[Stored entries]
Content starts

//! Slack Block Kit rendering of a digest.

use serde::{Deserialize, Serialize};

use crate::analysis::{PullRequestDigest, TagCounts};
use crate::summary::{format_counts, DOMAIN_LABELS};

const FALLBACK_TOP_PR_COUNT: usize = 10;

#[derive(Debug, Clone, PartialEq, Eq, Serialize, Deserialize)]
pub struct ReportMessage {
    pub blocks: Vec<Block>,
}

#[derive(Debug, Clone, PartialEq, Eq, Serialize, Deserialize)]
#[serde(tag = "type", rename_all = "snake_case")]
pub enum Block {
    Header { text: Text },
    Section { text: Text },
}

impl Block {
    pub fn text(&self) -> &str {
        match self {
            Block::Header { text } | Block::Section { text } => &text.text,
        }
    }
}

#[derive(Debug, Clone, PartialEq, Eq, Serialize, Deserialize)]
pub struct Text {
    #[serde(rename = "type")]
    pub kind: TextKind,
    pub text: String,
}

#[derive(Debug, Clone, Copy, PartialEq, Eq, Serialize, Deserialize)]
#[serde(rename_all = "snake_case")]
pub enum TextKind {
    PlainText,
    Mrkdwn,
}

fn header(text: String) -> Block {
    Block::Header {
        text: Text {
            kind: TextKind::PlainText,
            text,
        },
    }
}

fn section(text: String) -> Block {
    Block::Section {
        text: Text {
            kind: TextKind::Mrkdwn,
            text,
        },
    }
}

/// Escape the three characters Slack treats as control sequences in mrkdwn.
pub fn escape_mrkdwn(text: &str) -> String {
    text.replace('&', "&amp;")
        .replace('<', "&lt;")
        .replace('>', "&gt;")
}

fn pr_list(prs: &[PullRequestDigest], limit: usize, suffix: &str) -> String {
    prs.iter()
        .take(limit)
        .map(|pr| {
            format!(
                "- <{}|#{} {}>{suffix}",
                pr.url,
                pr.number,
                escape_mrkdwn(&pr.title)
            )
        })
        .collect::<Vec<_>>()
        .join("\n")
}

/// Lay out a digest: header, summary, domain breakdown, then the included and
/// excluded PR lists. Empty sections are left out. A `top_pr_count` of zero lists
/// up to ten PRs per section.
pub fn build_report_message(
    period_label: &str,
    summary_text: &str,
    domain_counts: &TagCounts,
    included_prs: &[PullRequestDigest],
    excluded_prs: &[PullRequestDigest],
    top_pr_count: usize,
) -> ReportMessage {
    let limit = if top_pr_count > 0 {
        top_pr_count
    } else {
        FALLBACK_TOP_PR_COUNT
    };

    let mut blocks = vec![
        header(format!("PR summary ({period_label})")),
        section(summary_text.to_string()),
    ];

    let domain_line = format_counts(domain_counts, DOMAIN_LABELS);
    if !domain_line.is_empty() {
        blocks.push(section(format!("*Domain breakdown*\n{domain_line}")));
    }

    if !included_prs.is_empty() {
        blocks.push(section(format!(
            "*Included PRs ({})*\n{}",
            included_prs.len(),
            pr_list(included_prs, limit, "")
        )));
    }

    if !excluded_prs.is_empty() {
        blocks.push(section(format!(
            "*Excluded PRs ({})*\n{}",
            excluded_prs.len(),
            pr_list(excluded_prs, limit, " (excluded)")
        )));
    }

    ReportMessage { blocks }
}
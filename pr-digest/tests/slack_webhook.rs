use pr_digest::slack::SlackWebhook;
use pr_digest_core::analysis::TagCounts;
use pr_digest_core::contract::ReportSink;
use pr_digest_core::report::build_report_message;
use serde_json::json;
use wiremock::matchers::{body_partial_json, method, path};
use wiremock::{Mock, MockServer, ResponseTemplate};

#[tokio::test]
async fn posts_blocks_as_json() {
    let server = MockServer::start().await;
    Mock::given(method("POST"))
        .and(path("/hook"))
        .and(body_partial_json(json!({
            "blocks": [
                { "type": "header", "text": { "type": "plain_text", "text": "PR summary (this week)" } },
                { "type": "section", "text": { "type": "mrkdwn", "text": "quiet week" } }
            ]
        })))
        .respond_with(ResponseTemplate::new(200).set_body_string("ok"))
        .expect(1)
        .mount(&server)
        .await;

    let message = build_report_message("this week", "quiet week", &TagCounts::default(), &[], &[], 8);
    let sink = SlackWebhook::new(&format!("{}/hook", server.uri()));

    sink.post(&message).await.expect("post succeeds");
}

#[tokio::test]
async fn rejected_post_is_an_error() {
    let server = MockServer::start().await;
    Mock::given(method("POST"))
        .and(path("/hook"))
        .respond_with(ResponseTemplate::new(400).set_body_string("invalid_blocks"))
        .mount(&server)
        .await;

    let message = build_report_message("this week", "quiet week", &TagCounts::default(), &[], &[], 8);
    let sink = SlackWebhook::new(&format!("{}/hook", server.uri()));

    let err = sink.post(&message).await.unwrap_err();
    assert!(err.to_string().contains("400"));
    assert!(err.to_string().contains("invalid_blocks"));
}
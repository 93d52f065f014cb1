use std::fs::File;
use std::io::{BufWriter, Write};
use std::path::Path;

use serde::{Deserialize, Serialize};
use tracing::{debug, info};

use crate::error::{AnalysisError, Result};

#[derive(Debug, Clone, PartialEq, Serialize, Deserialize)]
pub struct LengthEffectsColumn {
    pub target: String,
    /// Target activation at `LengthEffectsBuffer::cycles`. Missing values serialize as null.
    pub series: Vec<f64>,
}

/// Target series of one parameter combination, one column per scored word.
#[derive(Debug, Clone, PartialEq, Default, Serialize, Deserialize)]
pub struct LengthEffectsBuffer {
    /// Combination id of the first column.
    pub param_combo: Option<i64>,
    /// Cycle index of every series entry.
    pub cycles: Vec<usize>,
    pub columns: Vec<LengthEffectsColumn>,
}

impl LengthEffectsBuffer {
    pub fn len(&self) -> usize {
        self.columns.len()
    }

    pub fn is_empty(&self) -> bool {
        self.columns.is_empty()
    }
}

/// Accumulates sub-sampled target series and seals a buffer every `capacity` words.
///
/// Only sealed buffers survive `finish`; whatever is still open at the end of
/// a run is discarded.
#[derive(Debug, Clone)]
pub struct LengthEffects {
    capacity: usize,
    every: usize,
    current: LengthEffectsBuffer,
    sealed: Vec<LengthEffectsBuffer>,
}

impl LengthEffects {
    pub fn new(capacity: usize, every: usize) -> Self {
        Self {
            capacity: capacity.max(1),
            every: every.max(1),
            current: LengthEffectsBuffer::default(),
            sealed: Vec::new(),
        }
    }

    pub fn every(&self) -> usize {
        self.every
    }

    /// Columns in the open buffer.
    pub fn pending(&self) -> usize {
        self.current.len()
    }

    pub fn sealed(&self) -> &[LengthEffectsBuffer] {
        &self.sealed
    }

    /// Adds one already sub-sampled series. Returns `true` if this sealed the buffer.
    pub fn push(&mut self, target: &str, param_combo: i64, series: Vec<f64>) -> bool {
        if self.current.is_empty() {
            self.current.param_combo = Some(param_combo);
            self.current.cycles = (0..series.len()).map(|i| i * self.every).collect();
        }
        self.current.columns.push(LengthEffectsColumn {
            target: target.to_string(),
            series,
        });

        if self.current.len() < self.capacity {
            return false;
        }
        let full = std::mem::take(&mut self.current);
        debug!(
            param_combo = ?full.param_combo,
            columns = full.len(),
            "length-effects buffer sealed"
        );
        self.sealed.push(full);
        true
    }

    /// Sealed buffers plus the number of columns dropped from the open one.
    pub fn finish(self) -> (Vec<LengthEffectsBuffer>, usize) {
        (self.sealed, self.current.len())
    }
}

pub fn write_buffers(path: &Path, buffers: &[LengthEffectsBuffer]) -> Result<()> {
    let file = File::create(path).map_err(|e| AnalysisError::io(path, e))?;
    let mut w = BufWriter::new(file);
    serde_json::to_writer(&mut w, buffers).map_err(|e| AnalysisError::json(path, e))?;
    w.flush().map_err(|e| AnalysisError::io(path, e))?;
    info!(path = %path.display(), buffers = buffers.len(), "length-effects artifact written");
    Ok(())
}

Content ends

Directions for this task —
Copy out every line above where "struct" is present.

Task answer —
pub struct ReportMessage {
pub struct Text {
pub struct LengthEffectsColumn {
pub struct LengthEffectsBuffer {
pub struct LengthEffects {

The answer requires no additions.